Search the entries below for "filename" and copy each matching line.

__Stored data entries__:
* * * *

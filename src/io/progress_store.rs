use std::fs;
use std::path::{Path, PathBuf};

use tracing::{debug, info, warn};

use crate::io::atomic::atomic_write;
use crate::io::config_io::data_dir;
use crate::io::lock::{FileLock, LockError};
use crate::model::config::AppConfig;
use crate::model::document::Document;
use crate::model::snapshot::SavedSnapshot;

#[derive(Debug, thiserror::Error)]
pub enum StoreError {
    #[error("could not write progress record {path}: {source}")]
    WriteError {
        path: PathBuf,
        source: std::io::Error,
    },
    #[error("could not remove progress record {path}: {source}")]
    RemoveError {
        path: PathBuf,
        source: std::io::Error,
    },
    #[error("could not encode progress record: {0}")]
    EncodeError(#[from] serde_json::Error),
    #[error(transparent)]
    Lock(#[from] LockError),
}

/// Directory of `<key>.progress.json` records, one per tracked file.
///
/// Keys are the SHA-256 of the file's absolute path (see
/// [`path_identity`](crate::model::id::path_identity)), so a moved or renamed
/// file starts without progress.
#[derive(Debug, Clone)]
pub struct ProgressStore {
    dir: PathBuf,
}

impl ProgressStore {
    pub fn new(dir: impl Into<PathBuf>) -> Self {
        ProgressStore { dir: dir.into() }
    }

    /// The store named by `dir_override`, then `[store] dir`, then the data dir.
    pub fn from_config(config: &AppConfig, dir_override: Option<&Path>) -> Self {
        let dir = dir_override
            .map(Path::to_path_buf)
            .or_else(|| config.store.dir.clone())
            .unwrap_or_else(Self::default_dir);
        ProgressStore::new(dir)
    }

    pub fn default_dir() -> PathBuf {
        data_dir().join("progress")
    }

    pub fn dir(&self) -> &Path {
        &self.dir
    }

    pub fn record_path(&self, key: &str) -> PathBuf {
        self.dir.join(format!("{}.progress.json", key))
    }

    /// The saved snapshot for `key`. Missing and unreadable records both
    /// read as "no snapshot".
    pub fn load(&self, key: &str) -> Option<SavedSnapshot> {
        let path = self.record_path(key);
        let text = match fs::read_to_string(&path) {
            Ok(text) => text,
            Err(e) if e.kind() == std::io::ErrorKind::NotFound => {
                debug!(path = %path.display(), "no progress record");
                return None;
            }
            Err(e) => {
                warn!("could not read {}: {}", path.display(), e);
                return None;
            }
        };
        match serde_json::from_str(&text) {
            Ok(snapshot) => Some(snapshot),
            Err(e) => {
                warn!("ignoring corrupt progress record {}: {}", path.display(), e);
                None
            }
        }
    }

    pub fn save(&self, key: &str, snapshot: &SavedSnapshot) -> Result<(), StoreError> {
        let path = self.record_path(key);
        fs::create_dir_all(&self.dir).map_err(|e| StoreError::WriteError {
            path: path.clone(),
            source: e,
        })?;
        let json = serde_json::to_string_pretty(snapshot)?;

        let _lock = FileLock::acquire_default(&self.dir, &format!("{}.progress", key))?;
        atomic_write(&path, json.as_bytes()).map_err(|e| StoreError::WriteError {
            path: path.clone(),
            source: e,
        })?;
        info!(path = %path.display(), "saved progress");
        Ok(())
    }

    pub fn save_document(&self, doc: &Document, key: &str) -> Result<(), StoreError> {
        self.save(key, &SavedSnapshot::capture(doc))
    }

    /// Delete the record for `key`. Returns whether one existed.
    pub fn remove(&self, key: &str) -> Result<bool, StoreError> {
        let path = self.record_path(key);
        match fs::remove_file(&path) {
            Ok(()) => Ok(true),
            Err(e) if e.kind() == std::io::ErrorKind::NotFound => Ok(false),
            Err(e) => Err(StoreError::RemoveError { path, source: e }),
        }
    }
}

#[cfg(test)]
mod tests {
    use super::*;
    use crate::parse::parse;
    use pretty_assertions::assert_eq;
    use tempfile::TempDir;

    fn store() -> (TempDir, ProgressStore) {
        let tmp = TempDir::new().unwrap();
        let store = ProgressStore::new(tmp.path().join("progress"));
        (tmp, store)
    }

    #[test]
    fn missing_record_is_none() {
        let (_tmp, store) = store();
        assert!(store.load("abc").is_none());
    }

    #[test]
    fn save_then_load() {
        let (_tmp, store) = store();
        let mut doc = Document::new("plan.md", parse("# A\n- [ ] one\n- [ ] two"));
        let id = doc.items()[2].id.clone();
        doc.set_checked(&id, true);
        store.save_document(&doc, "key1").unwrap();

        assert!(store.record_path("key1").ends_with("key1.progress.json"));
        let loaded = store.load("key1").unwrap();
        assert_eq!(loaded, {
            let mut expected = SavedSnapshot::capture(&doc);
            expected.saved_at = loaded.saved_at;
            expected
        });
        assert_eq!(loaded.checkbox_states.get(&id), Some(&true));
    }

    #[test]
    fn corrupt_record_is_none() {
        let (_tmp, store) = store();
        fs::create_dir_all(store.dir()).unwrap();
        fs::write(store.record_path("bad"), "{ not json").unwrap();
        assert!(store.load("bad").is_none());
    }

    #[test]
    fn record_from_earlier_version_loads() {
        let (_tmp, store) = store();
        fs::create_dir_all(store.dir()).unwrap();
        fs::write(
            store.record_path("old"),
            r#"{"filename":"list.md","savedAt":700000000,"checkboxStates":{"checkbox_0_0_aaaaaaaa_0":true}}"#,
        )
        .unwrap();
        let snapshot = store.load("old").unwrap();
        assert_eq!(snapshot.filename, "list.md");
        assert!(snapshot.items.is_none());
        assert_eq!(snapshot.checkbox_states.len(), 1);
    }

    #[test]
    fn remove_reports_existence() {
        let (_tmp, store) = store();
        let doc = Document::new("plan.md", parse("- [ ] a"));
        store.save_document(&doc, "k").unwrap();
        assert!(store.remove("k").unwrap());
        assert!(!store.remove("k").unwrap());
        assert!(store.load("k").is_none());
    }

    #[test]
    fn override_beats_config() {
        let mut config = AppConfig::default();
        config.store.dir = Some(PathBuf::from("/from/config"));
        assert_eq!(
            ProgressStore::from_config(&config, None).dir(),
            Path::new("/from/config")
        );
        assert_eq!(
            ProgressStore::from_config(&config, Some(Path::new("/cli"))).dir(),
            Path::new("/cli")
        );
    }
}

* * * *

__RESPONSE BELOW__:
filename src/io/progress_store.rs
            r#"{"filename":"list.md","savedAt":700000000,"checkboxStates":{"checkbox_0_0_aaaaaaaa_0":true}}"#,
        assert_eq!(snapshot.filename, "list.md");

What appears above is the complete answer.